# mb quart 2" dome midrange at madisound



## Derek (Jun 4, 2005)

http://www.madisound.com/cgi-bin/index.cgi?cart_id=8071606.8250&pid=2155


for $26...somebody grab that **** up and see how she does....looks good from 500 - 6k...


----------



## PlanetGranite (Apr 12, 2005)

Those are damn tempting for the price. I came across a thread about the MB Quart stuff over at HTGuide, and it had a little info in it.

MB Quart Thread


----------



## Weightless (May 5, 2005)

I just ordered a set last night...Can't wait to here these.


----------



## FoxPro5 (Feb 14, 2006)

What's with the round thing in the middle of the grill....a diffuser of some sorts?


----------



## Weightless (May 5, 2005)

yeah, it states on the website...


----------



## FoxPro5 (Feb 14, 2006)

SQ_Baru said:


> yeah, it states on the website...


 :blush: Damn I'm getting old...

Looks like a steal considering they were used in a $15,000 HT system


----------



## demon2091tb (May 30, 2005)

Looks nice, is that a enclosed rear?


----------



## cam2Xrunner (Apr 30, 2005)

Bump, anyone try these yet?


----------



## Weightless (May 5, 2005)

They look good sitting in the box they were shipped in...  

I just haven't had a chance to play with them yet...and damn, they weigh almost 5x the weight of the Daytons...


----------



## cam2Xrunner (Apr 30, 2005)

Hookem up!!!


----------



## 300Z (Mar 20, 2005)

cam2Xrunner said:


> Hookem up!!!


x2


----------



## Vash (Aug 5, 2006)

OMG someone please write a review on these


----------



## npdang (Jul 29, 2005)

I'll pick one up it's not too expensive.


----------



## n0ph0bia (May 25, 2006)

I just picked up a pair as well. I should have them hooked up by this weekend. If no one has chimmed in, I'll post my 2 cents.


----------



## silverolla (Aug 9, 2006)

any update guys?


----------



## Pseudonym (Apr 17, 2006)

how should these react off axis being dome mids?


----------



## n0ph0bia (May 25, 2006)

Great. That is one of the strong considerations for having a dome-mid, and these should be no different.


----------



## demon2091tb (May 30, 2005)

Yea lets please have a review, i'm highly considereing swapping them out with a pair of WR125's for dedicated midrange 3way tower duty in the HT. Looks like a sweet driver....and price is low as hell.

Reviews.....


----------



## brandont (Apr 22, 2005)

I've had three of these (bought them from ebay) for over three years now, the only thing I don't like about them is the ineffeciency. 
They have a very detailed, but not too cold sound to them. BTW, before I forget, the mesh grill is flat at the top. I've given them in the upwards of 100w of a 50w x2 Xtant amp and they take the power, they've been crossed over no lower than 500Hz to no higher than 10KHz, but the best range they've sounded the best was between 700Hz and about 4-5KHz, mostly with 24db slopes. 
I'm sorry I'm not much of a reviewer but if anyone is ever in Las Vegas, NV, just let me know.
One more thing, they image very well in kick panels and the off axis response is good; then again it is a dome.


----------



## n0ph0bia (May 25, 2006)

Well after installing these domes and doing some basic tuning. I think brandont is spot on. Very open, effortless, and can take power like a whore. I found it odd as they did not sound like a metal driver. They work great on/off axis, and are a very easy driver to work with (basically no EQing). 
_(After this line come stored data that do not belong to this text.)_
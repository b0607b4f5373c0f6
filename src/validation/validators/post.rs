//! Post validators

use async_trait::async_trait;

use crate::core::{PipelineError, PipelineResult, RequestContext};
use crate::entities::Post;
use crate::validation::errors::{codes, ErrorLocation, ErrorsList};
use crate::validation::pipeline::AsyncValidator;
use crate::validation::value::FieldValue;

/// Replaces a post id with the loaded post
pub struct PostExistsValidator;

#[async_trait]
impl AsyncValidator for PostExistsValidator {
    async fn validate(
        &self,
        ctx: &RequestContext,
        value: FieldValue,
        location: &ErrorLocation,
        errors: &mut ErrorsList,
    ) -> PipelineResult<Option<FieldValue>> {
        let id = value
            .as_int()
            .ok_or_else(|| PipelineError::unexpected_value("expected a post id"))?;

        match ctx.store.load_post(id).await? {
            Some(post) => Ok(Some(FieldValue::entity(post))),
            None => {
                errors.add(location.clone(), codes::POST_NOT_EXISTS);
                Ok(None)
            }
        }
    }
}

/// Requires the caller to be the post's author or a moderator of its
/// thread's category
pub struct PostAuthorValidator;

#[async_trait]
impl AsyncValidator for PostAuthorValidator {
    async fn validate(
        &self,
        ctx: &RequestContext,
        value: FieldValue,
        location: &ErrorLocation,
        errors: &mut ErrorsList,
    ) -> PipelineResult<Option<FieldValue>> {
        let post = value
            .downcast::<Post>()
            .ok_or_else(|| PipelineError::unexpected_value("expected a post entity"))?;

        let Some(user) = ctx.user.as_ref() else {
            errors.add(location.clone(), codes::NOT_AUTHOR);
            return Ok(None);
        };

        if post.poster_id == Some(user.id) {
            return Ok(Some(value));
        }

        let thread = ctx.store.load_thread(post.thread_id).await?.ok_or_else(|| {
            PipelineError::store(format!(
                "post {} references missing thread {}",
                post.id, post.thread_id
            ))
        })?;

        if user.can_moderate(thread.category_id) {
            Ok(Some(value))
        } else {
            errors.add(location.clone(), codes::NOT_AUTHOR);
            Ok(None)
        }
    }
}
It sounds weird but my low-end and top-end is now outclassed by these domes, and it detracts from listening enjoyment. I realized that my pioneer 16-band EQ is not enough to “fix” what is now wrong my existing midbass/tweeter. That’s something new for me. I took them out as I had them installed in temporary baffles, and I can now spot so much missing from existing woofer/tweeter. I guess its back to the drawing board, and I don’t think these are going to be part of my install. I definitely realized that I am a one woofer, one tweeter kinda guy …  . 

Good times

Good times


----------



## quality_sound (Dec 25, 2005)

Anyone used these and the Dyn 140/2? I'm tempted to swap my Dyns out just for S&Gs.


----------



## ///MJay (Aug 22, 2006)

Is there any reason not to get the 8 ohm version on this one? I would like to get the round one for ease of install but if it will have a negative impact it would not be worth it at all. The amp I will be using is the JL 450/4. It is my understanding that my amp will sense that it is 8 ohms and I should be fine, right?


----------



## ///MJay (Aug 22, 2006)

Well I just placed an order for a pair. It now I can get something into my car sooner than later. I will be pairing these up with a Diamond Hex s600s component set I have from a previous car. I will be going all active. My only concern is that the mid will not play low enough. My Mid bass is up high in the kicks and when I hooked the set up 2 way it lost alot in the middle. This may be just what I need to bring the sound back out up into the car. Now I just need to get on the ball putting every thing else in so it will be ready when I get these.


----------



## septimus (Mar 8, 2006)

yes, the JL will deliver the same wattage to an 8 or 4ohm load


----------



## Vash (Aug 5, 2006)

still waiting for an in depth review.


----------



## ///MJay (Aug 22, 2006)

"yes, the JL will deliver the same wattage to an 8 or 4ohm load"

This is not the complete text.